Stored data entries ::
»»

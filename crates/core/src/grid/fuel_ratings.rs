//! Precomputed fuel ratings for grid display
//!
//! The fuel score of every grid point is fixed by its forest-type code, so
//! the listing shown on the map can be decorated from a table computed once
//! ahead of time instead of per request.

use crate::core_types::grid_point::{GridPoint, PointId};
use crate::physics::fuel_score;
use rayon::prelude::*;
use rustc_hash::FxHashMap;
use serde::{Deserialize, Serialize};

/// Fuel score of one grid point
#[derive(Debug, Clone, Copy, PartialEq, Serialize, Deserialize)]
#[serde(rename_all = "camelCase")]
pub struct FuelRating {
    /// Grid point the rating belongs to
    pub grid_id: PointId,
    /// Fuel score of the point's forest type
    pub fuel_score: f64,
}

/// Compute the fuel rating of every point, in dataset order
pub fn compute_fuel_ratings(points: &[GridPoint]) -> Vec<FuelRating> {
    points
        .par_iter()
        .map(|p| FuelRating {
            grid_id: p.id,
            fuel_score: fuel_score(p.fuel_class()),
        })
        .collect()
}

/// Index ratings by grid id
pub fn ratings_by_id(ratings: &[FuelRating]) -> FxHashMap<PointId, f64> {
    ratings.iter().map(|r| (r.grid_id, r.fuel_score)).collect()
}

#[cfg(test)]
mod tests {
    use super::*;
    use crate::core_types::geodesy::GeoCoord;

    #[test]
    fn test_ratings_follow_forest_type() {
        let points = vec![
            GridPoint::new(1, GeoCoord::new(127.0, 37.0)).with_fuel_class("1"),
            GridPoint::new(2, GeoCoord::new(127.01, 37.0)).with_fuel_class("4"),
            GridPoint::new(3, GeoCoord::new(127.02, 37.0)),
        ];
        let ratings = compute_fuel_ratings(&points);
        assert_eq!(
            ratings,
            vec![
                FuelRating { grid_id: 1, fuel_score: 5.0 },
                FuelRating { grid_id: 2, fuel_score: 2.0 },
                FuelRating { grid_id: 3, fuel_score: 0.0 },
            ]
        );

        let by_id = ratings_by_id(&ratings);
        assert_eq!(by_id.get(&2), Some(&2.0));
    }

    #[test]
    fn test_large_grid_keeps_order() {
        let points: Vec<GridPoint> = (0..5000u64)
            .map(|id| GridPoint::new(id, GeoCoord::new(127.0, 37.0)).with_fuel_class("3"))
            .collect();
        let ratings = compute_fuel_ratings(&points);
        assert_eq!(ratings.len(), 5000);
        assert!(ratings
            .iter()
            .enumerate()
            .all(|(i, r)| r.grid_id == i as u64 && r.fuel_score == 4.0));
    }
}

««
»»

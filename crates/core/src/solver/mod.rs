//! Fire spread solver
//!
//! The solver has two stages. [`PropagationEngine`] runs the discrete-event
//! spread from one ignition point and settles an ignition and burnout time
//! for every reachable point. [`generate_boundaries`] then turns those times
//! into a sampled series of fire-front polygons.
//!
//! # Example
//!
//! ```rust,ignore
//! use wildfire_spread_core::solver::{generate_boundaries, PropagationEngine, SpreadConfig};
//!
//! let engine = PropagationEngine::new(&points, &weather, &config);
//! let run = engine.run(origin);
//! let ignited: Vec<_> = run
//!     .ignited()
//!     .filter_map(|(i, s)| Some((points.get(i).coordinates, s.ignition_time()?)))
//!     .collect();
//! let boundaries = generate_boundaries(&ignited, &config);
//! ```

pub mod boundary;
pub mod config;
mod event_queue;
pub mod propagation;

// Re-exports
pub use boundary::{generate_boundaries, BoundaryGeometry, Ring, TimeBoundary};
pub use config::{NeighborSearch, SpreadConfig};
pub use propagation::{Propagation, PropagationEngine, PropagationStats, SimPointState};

««

Try it ::
Give back, exactly as written, the stretch from the line with "filename crates/core/src/grid/fuel_ratings.rs" through the line with "let points: Vec<GridPoint>", and no other lines from the records above.

Problem solution ::
filename crates/core/src/grid/fuel_ratings.rs
//! Precomputed fuel ratings for grid display
//!
//! The fuel score of every grid point is fixed by its forest-type code, so
//! the listing shown on the map can be decorated from a table computed once
//! ahead of time instead of per request.

use crate::core_types::grid_point::{GridPoint, PointId};
use crate::physics::fuel_score;
use rayon::prelude::*;
use rustc_hash::FxHashMap;
use serde::{Deserialize, Serialize};

/// Fuel score of one grid point
#[derive(Debug, Clone, Copy, PartialEq, Serialize, Deserialize)]
#[serde(rename_all = "camelCase")]
pub struct FuelRating {
    /// Grid point the rating belongs to
    pub grid_id: PointId,
    /// Fuel score of the point's forest type
    pub fuel_score: f64,
}

/// Compute the fuel rating of every point, in dataset order
pub fn compute_fuel_ratings(points: &[GridPoint]) -> Vec<FuelRating> {
    points
        .par_iter()
        .map(|p| FuelRating {
            grid_id: p.id,
            fuel_score: fuel_score(p.fuel_class()),
        })
        .collect()
}

/// Index ratings by grid id
pub fn ratings_by_id(ratings: &[FuelRating]) -> FxHashMap<PointId, f64> {
    ratings.iter().map(|r| (r.grid_id, r.fuel_score)).collect()
}

#[cfg(test)]
mod tests {
    use super::*;
    use crate::core_types::geodesy::GeoCoord;

    #[test]
    fn test_ratings_follow_forest_type() {
        let points = vec![
            GridPoint::new(1, GeoCoord::new(127.0, 37.0)).with_fuel_class("1"),
            GridPoint::new(2, GeoCoord::new(127.01, 37.0)).with_fuel_class("4"),
            GridPoint::new(3, GeoCoord::new(127.02, 37.0)),
        ];
        let ratings = compute_fuel_ratings(&points);
        assert_eq!(
            ratings,
            vec![
                FuelRating { grid_id: 1, fuel_score: 5.0 },
                FuelRating { grid_id: 2, fuel_score: 2.0 },
                FuelRating { grid_id: 3, fuel_score: 0.0 },
            ]
        );

        let by_id = ratings_by_id(&ratings);
        assert_eq!(by_id.get(&2), Some(&2.0));
    }

    #[test]
    fn test_large_grid_keeps_order() {
        let points: Vec<GridPoint> = (0..5000u64)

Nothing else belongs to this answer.